▶ _Required work_: Only a number is expected in reply: the count of lines below where the word "from" occurs.

▶ _Available records_:
※ ※ ※
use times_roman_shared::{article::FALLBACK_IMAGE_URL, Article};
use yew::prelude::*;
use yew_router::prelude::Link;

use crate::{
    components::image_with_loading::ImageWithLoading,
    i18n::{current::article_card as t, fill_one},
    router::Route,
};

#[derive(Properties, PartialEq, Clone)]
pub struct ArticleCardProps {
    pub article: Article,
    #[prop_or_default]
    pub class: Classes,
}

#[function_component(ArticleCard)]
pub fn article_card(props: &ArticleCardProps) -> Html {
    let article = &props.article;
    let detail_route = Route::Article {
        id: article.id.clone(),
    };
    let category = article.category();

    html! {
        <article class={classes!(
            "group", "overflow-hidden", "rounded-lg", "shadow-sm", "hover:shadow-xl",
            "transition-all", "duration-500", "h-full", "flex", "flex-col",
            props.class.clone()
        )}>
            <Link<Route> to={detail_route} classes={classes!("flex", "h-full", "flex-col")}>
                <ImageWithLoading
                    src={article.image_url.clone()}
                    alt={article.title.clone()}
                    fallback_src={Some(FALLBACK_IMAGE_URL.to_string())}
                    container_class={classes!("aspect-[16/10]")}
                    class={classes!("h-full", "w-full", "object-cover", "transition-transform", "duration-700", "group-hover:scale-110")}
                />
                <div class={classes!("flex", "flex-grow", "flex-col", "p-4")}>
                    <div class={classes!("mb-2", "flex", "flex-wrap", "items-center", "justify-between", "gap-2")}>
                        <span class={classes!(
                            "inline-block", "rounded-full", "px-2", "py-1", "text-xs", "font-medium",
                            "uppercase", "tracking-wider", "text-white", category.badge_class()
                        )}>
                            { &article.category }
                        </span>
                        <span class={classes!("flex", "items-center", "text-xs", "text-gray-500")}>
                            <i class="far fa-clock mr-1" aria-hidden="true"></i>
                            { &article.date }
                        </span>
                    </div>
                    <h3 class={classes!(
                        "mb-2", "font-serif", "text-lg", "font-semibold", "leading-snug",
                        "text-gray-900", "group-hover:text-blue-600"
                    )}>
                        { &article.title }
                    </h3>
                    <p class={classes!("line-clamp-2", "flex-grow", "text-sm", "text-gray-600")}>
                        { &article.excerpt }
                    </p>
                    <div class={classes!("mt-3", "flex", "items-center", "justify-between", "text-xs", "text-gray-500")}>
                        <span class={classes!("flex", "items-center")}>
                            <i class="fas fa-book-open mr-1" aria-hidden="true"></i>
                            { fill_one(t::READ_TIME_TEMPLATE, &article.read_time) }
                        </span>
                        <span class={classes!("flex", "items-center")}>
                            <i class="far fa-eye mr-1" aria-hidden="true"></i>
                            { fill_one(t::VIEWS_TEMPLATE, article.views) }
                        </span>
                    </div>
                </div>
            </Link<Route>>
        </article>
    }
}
※ ※ ※
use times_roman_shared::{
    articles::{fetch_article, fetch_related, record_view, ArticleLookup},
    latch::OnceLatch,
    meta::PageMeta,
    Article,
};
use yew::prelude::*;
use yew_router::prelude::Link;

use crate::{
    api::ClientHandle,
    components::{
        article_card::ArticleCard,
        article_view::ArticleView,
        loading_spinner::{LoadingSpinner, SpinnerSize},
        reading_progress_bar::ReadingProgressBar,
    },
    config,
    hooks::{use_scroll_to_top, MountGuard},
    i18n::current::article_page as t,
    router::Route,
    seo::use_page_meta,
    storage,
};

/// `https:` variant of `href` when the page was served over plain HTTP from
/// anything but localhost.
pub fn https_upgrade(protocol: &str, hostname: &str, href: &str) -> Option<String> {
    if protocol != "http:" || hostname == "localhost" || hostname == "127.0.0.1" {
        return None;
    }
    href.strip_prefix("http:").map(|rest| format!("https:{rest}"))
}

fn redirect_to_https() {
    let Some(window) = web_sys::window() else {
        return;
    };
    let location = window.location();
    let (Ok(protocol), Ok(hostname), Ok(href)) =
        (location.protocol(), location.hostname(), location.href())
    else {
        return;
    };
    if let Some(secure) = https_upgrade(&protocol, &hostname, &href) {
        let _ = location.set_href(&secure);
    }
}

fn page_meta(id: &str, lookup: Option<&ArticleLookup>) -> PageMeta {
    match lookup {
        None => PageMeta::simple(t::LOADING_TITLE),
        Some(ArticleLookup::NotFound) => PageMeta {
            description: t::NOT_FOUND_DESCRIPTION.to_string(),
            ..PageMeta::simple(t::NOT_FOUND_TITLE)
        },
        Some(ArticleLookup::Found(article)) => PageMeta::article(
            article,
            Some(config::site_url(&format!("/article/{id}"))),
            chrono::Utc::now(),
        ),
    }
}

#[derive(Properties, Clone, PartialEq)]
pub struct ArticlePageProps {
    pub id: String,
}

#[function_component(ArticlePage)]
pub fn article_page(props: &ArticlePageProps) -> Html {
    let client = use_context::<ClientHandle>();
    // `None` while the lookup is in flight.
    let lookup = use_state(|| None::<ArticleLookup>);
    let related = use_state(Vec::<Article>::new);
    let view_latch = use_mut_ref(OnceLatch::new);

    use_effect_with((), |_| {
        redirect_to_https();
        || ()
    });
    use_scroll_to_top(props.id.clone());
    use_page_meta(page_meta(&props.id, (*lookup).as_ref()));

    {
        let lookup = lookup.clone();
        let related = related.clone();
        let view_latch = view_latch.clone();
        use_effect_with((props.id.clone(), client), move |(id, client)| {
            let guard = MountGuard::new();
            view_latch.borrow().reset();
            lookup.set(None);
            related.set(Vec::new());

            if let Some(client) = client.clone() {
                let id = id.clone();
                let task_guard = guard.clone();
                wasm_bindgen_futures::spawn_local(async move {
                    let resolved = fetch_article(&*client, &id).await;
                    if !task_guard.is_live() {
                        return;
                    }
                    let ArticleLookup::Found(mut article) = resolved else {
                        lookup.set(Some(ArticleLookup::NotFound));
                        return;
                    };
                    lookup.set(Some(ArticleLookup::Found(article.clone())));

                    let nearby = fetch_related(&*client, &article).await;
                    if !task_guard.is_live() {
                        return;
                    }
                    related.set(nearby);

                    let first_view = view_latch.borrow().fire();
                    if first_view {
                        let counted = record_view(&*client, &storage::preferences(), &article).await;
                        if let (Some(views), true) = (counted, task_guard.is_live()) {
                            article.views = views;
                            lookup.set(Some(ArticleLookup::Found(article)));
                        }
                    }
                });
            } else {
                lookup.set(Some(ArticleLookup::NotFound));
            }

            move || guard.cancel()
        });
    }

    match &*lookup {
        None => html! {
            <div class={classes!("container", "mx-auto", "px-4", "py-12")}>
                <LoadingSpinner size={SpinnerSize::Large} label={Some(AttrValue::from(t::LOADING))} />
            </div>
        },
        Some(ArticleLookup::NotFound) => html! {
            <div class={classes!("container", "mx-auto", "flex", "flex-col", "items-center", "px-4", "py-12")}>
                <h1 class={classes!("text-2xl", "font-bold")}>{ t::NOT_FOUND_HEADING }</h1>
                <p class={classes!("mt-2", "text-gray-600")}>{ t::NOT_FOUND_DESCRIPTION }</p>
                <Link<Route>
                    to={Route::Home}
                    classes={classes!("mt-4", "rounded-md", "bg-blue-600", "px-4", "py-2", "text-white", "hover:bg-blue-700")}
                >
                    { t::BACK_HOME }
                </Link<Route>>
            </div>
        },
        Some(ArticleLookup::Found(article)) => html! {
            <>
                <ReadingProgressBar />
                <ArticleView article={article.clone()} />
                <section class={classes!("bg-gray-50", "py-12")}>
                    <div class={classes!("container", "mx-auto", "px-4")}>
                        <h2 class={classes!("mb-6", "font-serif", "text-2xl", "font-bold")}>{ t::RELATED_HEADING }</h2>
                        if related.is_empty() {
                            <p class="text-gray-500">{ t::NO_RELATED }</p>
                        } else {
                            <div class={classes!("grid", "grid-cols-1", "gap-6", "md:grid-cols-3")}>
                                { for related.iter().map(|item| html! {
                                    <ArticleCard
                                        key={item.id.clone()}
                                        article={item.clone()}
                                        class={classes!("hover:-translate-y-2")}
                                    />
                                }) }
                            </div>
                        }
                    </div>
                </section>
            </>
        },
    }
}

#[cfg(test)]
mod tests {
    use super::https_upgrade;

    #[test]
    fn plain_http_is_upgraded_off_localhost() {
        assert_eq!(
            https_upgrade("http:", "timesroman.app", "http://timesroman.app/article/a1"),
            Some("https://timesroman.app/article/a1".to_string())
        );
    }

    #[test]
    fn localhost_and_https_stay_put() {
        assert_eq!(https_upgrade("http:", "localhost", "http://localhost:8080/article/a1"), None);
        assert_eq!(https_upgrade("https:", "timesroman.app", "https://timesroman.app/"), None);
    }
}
※ ※ ※
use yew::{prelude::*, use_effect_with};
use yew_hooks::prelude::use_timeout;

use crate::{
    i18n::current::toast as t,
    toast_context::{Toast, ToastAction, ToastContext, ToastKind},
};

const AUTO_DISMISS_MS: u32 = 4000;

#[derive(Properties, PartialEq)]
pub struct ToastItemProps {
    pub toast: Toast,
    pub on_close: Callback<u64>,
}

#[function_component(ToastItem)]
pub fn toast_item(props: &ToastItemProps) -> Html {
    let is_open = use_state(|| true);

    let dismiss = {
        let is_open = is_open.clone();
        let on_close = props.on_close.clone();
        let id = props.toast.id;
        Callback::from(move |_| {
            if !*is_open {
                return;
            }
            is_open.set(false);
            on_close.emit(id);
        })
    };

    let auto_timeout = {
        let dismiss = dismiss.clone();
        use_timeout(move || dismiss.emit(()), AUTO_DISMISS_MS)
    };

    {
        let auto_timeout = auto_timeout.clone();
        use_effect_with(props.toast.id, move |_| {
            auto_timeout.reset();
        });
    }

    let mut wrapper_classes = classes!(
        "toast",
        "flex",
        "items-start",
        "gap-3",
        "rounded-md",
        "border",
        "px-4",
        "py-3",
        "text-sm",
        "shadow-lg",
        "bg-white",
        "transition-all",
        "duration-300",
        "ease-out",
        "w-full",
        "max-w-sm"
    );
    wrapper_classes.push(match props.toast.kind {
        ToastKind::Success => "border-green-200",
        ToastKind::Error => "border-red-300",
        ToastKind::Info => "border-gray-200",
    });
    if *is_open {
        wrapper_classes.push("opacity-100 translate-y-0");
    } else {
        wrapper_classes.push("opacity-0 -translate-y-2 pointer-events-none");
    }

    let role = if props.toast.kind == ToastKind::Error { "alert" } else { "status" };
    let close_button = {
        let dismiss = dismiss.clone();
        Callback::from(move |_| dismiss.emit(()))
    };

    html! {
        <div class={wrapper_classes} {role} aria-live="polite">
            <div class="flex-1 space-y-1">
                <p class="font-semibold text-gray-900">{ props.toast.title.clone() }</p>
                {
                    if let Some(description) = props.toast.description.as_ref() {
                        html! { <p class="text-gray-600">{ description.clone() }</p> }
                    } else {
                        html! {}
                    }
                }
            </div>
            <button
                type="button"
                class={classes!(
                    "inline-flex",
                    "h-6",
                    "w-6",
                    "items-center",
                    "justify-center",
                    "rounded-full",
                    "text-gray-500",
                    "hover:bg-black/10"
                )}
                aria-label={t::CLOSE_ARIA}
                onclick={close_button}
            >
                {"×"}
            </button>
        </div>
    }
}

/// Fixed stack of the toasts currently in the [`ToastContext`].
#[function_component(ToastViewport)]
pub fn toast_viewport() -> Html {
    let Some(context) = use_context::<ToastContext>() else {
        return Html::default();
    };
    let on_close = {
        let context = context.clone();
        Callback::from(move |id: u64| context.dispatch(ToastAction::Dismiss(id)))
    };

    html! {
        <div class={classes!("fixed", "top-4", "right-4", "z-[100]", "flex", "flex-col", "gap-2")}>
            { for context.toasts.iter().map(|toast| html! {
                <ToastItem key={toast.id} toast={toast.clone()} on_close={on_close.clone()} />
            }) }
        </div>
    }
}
※ ※ ※
▶ _Task solution_: 5